A economia colaborativa

Como uma semente à espera das condições certas para germinar e crescer, a semente da economia colaborativa estava a vegetar na sua forma primitiva de "self-service", que surgiu com o advento dos supermercados. Inicialmente, os supermercados que concorriam com os pequenos retalhistas ainda utilizavam empregados para encher o seu carrinho ou trolley depois de ter feito o check-out, mas a operação seria de curta duração. A partir do momento em que o consumidor pega no carrinho do hipermercado, terá de lidar com o self-service aceite até que o carrinho seja recolocado no seu lugar. Nesta fase, o consumidor individual colabora de facto com a gestão do hipermercado, mas limita-se ao consumo colaborativo (3). Na altura, não se questionava este tipo de actividade, mesmo quando se estendia à montagem de móveis em flat-pack (especialidade da multinacional Ikea). A utilização do consumidor como intermediário inconsciente do trabalho assalariado iria desabrochar no momento em que as condições objectivas para a utilização científica desta actividade pudessem ser transformadas em trabalho, sendo a palavra trabalho, neste nível de reflexão, genérica: implica trabalhadores assalariados e trabalhadores independentes, ou mesmo trabalho voluntário.

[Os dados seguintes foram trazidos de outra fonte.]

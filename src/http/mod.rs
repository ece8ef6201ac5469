//! HTTP surface of the certificate authority.
//!
//! - `GET /certificates/ca.crt`: the CA certificate as PEM, unauthenticated.
//! - `POST /certificates/sign`: signs a multipart-uploaded CSR, requires a
//!   bearer token.

pub mod auth;
pub mod certificates;
pub mod error;

use std::sync::Arc;

use axum::Router;
use axum::middleware;
use axum::routing::{get, post};
use tower_http::trace::TraceLayer;

use crate::authority::CertificateAuthority;
use auth::Authenticator;

/// Shared state passed to all handlers.
pub struct AppState {
    pub authority: Arc<CertificateAuthority>,
    pub authenticator: Arc<dyn Authenticator>,
}

pub fn build_router(state: Arc<AppState>) -> Router {
    let authenticated = Router::new()
        .route("/certificates/sign", post(certificates::sign))
        .route_layer(middleware::from_fn_with_state(
            state.clone(),
            auth::require_auth,
        ));

    Router::new()
        .route("/certificates/ca.crt", get(certificates::ca_certificate))
        .merge(authenticated)
        .layer(TraceLayer::new_for_http())
        .with_state(state)
}

#[cfg(test)]
mod tests {
    use super::*;
    use crate::cert::Certificate;
    use crate::cert::params::{DistinguishedName, RequestAttributes};
    use crate::config::IssuancePolicy;
    use crate::store::PkiStore;
    use crate::worker::CryptoPool;
    use auth::StaticTokenAuthenticator;
    use axum::body::Body;
    use axum::http::{Request, StatusCode, header};
    use axum::response::Response;
    use tempfile::{TempDir, tempdir};
    use tower::ServiceExt;

    const TOKEN: &str = "test-token";
    const BOUNDARY: &str = "vpn-pki-test-boundary";

    struct Fixture {
        _dir: TempDir,
        authority: Arc<CertificateAuthority>,
        router: Router,
    }

    async fn fixture(with_ca: bool) -> Fixture {
        let dir = tempdir().expect("tempdir should be created");
        let authority = Arc::new(CertificateAuthority::new(
            PkiStore::new(dir.path().join("pki")),
            IssuancePolicy::default(),
            CryptoPool::new(2),
        ));
        if with_ca {
            authority
                .build_ca(
                    DistinguishedName::builder()
                        .organization("Community VPN".to_string())
                        .common_name("Community VPN".to_string())
                        .build(),
                )
                .await
                .unwrap();
        }

        let router = build_router(Arc::new(AppState {
            authority: authority.clone(),
            authenticator: Arc::new(StaticTokenAuthenticator::new(Some(TOKEN.to_string()))),
        }));
        Fixture {
            _dir: dir,
            authority,
            router,
        }
    }

    async fn csr_pem(authority: &CertificateAuthority) -> String {
        let attributes: RequestAttributes = DistinguishedName::builder()
            .common_name("test-client".to_string())
            .build()
            .into();
        authority
            .generate_request(attributes)
            .await
            .unwrap()
            .csr
            .to_pem()
            .unwrap()
    }

    fn multipart_body(role: Option<&str>, csr: Option<&str>) -> String {
        let mut body = format!(
            "--{BOUNDARY}\r\nContent-Disposition: form-data; name=\"comment\"\r\n\r\nignored\r\n"
        );
        if let Some(role) = role {
            body.push_str(&format!(
                "--{BOUNDARY}\r\nContent-Disposition: form-data; name=\"type\"\r\n\r\n{role}\r\n"
            ));
        }
        if let Some(csr) = csr {
            body.push_str(&format!(
                "--{BOUNDARY}\r\nContent-Disposition: form-data; name=\"csr\"; filename=\"request.csr\"\r\nContent-Type: application/pkcs10\r\n\r\n{csr}\r\n"
            ));
        }
        body.push_str(&format!("--{BOUNDARY}--\r\n"));
        body
    }

    fn sign_request(token: Option<&str>, body: String) -> Request<Body> {
        let mut builder = Request::builder()
            .method("POST")
            .uri("/certificates/sign")
            .header(
                header::CONTENT_TYPE,
                format!("multipart/form-data; boundary={BOUNDARY}"),
            );
        if let Some(token) = token {
            builder = builder.header(header::AUTHORIZATION, format!("Bearer {token}"));
        }
        builder.body(Body::from(body)).unwrap()
    }

    async fn body_text(response: Response) -> String {
        let bytes = axum::body::to_bytes(response.into_body(), usize::MAX)
            .await
            .unwrap();
        String::from_utf8(bytes.to_vec()).unwrap()
    }

    #[tokio::test]
    async fn ca_certificate_is_served_as_pem() {
        let fixture = fixture(true).await;
        let response = fixture
            .router
            .oneshot(
                Request::get("/certificates/ca.crt")
                    .body(Body::empty())
                    .unwrap(),
            )
            .await
            .unwrap();

        assert_eq!(response.status(), StatusCode::OK);
        assert_eq!(
            response.headers()[header::CONTENT_TYPE],
            "application/x-x509-ca-cert"
        );
        assert_eq!(
            body_text(response).await,
            fixture.authority.ca_certificate_pem().unwrap()
        );
    }

    #[tokio::test]
    async fn ca_certificate_without_ca_is_server_error() {
        let fixture = fixture(false).await;
        let response = fixture
            .router
            .oneshot(
                Request::get("/certificates/ca.crt")
                    .body(Body::empty())
                    .unwrap(),
            )
            .await
            .unwrap();
        assert_eq!(response.status(), StatusCode::INTERNAL_SERVER_ERROR);
    }

    #[tokio::test]
    async fn sign_requires_a_valid_token() {
        let fixture = fixture(true).await;
        let csr = csr_pem(&fixture.authority).await;

        let response = fixture
            .router
            .clone()
            .oneshot(sign_request(None, multipart_body(Some("client"), Some(&csr))))
            .await
            .unwrap();
        assert_eq!(response.status(), StatusCode::UNAUTHORIZED);

        let response = fixture
            .router
            .oneshot(sign_request(
                Some("wrong"),
                multipart_body(Some("client"), Some(&csr)),
            ))
            .await
            .unwrap();
        assert_eq!(response.status(), StatusCode::UNAUTHORIZED);
    }

    #[tokio::test]
    async fn sign_returns_client_certificate() {
        let fixture = fixture(true).await;
        let csr = csr_pem(&fixture.authority).await;

        let response = fixture
            .router
            .oneshot(sign_request(
                Some(TOKEN),
                multipart_body(Some("client"), Some(&csr)),
            ))
            .await
            .unwrap();

        assert_eq!(response.status(), StatusCode::OK);
        assert_eq!(
            response.headers()[header::CONTENT_TYPE],
            "application/x-x509-user-cert"
        );
        let cert = Certificate::from_pem(&body_text(response).await).unwrap();
        let ca = fixture.authority.ca_state().unwrap();
        assert_eq!(cert.issuer(), ca.certificate().subject());
    }

    #[tokio::test]
    async fn sign_reports_missing_parameters() {
        let fixture = fixture(true).await;

        let response = fixture
            .router
            .clone()
            .oneshot(sign_request(Some(TOKEN), multipart_body(None, None)))
            .await
            .unwrap();
        assert_eq!(response.status(), StatusCode::BAD_REQUEST);
        assert!(
            body_text(response)
                .await
                .contains("Missing required parameters: type, csr")
        );

        let response = fixture
            .router
            .oneshot(sign_request(Some(TOKEN), multipart_body(Some("server"), None)))
            .await
            .unwrap();
        assert_eq!(response.status(), StatusCode::BAD_REQUEST);
        assert!(
            body_text(response)
                .await
                .contains("Missing required parameters: csr")
        );
    }

    #[tokio::test]
    async fn sign_rejects_unknown_type_and_bad_csr() {
        let fixture = fixture(true).await;
        let csr = csr_pem(&fixture.authority).await;

        let response = fixture
            .router
            .clone()
            .oneshot(sign_request(
                Some(TOKEN),
                multipart_body(Some("ca"), Some(&csr)),
            ))
            .await
            .unwrap();
        assert_eq!(response.status(), StatusCode::BAD_REQUEST);
        assert!(body_text(response).await.contains("Invalid value for type"));

        let response = fixture
            .router
            .oneshot(sign_request(
                Some(TOKEN),
                multipart_body(Some("client"), Some("not a csr")),
            ))
            .await
            .unwrap();
        assert_eq!(response.status(), StatusCode::BAD_REQUEST);
    }

    #[tokio::test]
    async fn truncated_upload_is_a_client_error() {
        let fixture = fixture(true).await;
        let csr = csr_pem(&fixture.authority).await;
        let body = multipart_body(Some("client"), Some(&csr));
        let truncated = body[..body.len() / 2].to_string();

        let response = fixture
            .router
            .oneshot(sign_request(Some(TOKEN), truncated))
            .await
            .unwrap();
        assert_eq!(response.status(), StatusCode::BAD_REQUEST);
    }
}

As condições objectivas para o desenvolvimento científico deste trabalho desenvolver-se-ão a partir de tarefas que se tornaram suficientemente simples para serem subcontratadas ao consumidor.

Foram as tecnologias da informação e da comunicação (TIC) que permitiram integrar a actividade dos consumidores nas estratégias financeiras das empresas e dos gestores. A socióloga Marie-Anne Dujarier traça um quadro edificante deste fenómeno: "Neste caso, o consumidor realiza sozinho um trabalho operacional, utilizando uma ferramenta mais ou menos "inteligente". Produzem valor para a empresa e substituem parcialmente o trabalho efectuado pelos profissionais (4).

Actualmente, a economia colaborativa está a secar os hipermercados, que são diariamente devorados pelo comércio electrónico. Nos Estados Unidos, os hipermercados já fecharam as suas portas e, em França, a readaptação do Carrefour levou-o a formar uma aliança com a Google (5) para fazer face à Amazon e à sua parceria com o Monoprix. Anteriormente, foi todo o sector discográfico e fotográfico que foi kodakizado (6) pela tecnologia digital, e há mais para vir. O ano de 2017 foi marcado por grandes mudanças relacionadas com a utilização da tecnologia digital pelos consumidores para gerir as suas contas em linha, o que levou a uma série de encerramentos de agências. Por seu lado, L'Argus de l'assurance cita o Observatoire des métiers de l'assurance, que refere que "nos últimos tempos, registou-se uma diminuição do número de efectivos dedicados à previsão e à venda". E é provável que o número de efectivos de vendas continue a diminuir nos próximos anos. A culpa é da Internet e das plataformas Web e móveis. Actualmente, os clientes assumem cada vez mais as tarefas que antes competiam ao pessoal de vendas. Podem informar-se eles próprios nos sítios Web dos seguros ou através de serviços de comparação de preços. E, acima de tudo, podem subscrever uma apólice de seguro com apenas alguns cliques.

Co-produção colaborativa

Para as empresas, o Estado e a função pública, trata-se de captar a actividade, voluntária ou não (7), dos internautas para economizar em pessoal, mas também para se apropriar dos dados fornecidos pelos internautas. Trata-se, como sublinha Marie-Anne Dujarier, de um "crowd sourcing". Este modelo de co-produção não se limita a empurrar tarefas estandardizadas e repetitivas para o consumidor; o crowd sourcing, pelo contrário, alimenta-se de informações e produtos que pode vender. A utilização destes voluntários na Net é uma fonte de trabalho gratuito que desafia toda a concorrência e compete ferozmente com toda uma área de trabalho assalariado a nível mundial. O exemplo mais conhecido de co-produção dos utilizadores da rede é a Wikipédia, que continua a ser gratuita para os utilizadores. Há muitos outros, como o trabalho voluntário efectuado pelos conselhos de associação de co-proprietários ao abrigo da lei Alur, que obrigava os gestores imobiliários a colocar um sítio Web à disposição dos conselhos de associação para facilitar a co-produção colaborativa. A co-produção colaborativa permite que os proprietários de sítios Web explorem esta fonte de trabalho gratuito. Por exemplo, quando os sítios Web de genealogia começaram a ser criados, eram sítios abertos que dependiam de voluntários. Quando o sítio se tornou suficientemente alimentado pelo "trabalho gratuito dos voluntários", passou a ser um sítio pago (8).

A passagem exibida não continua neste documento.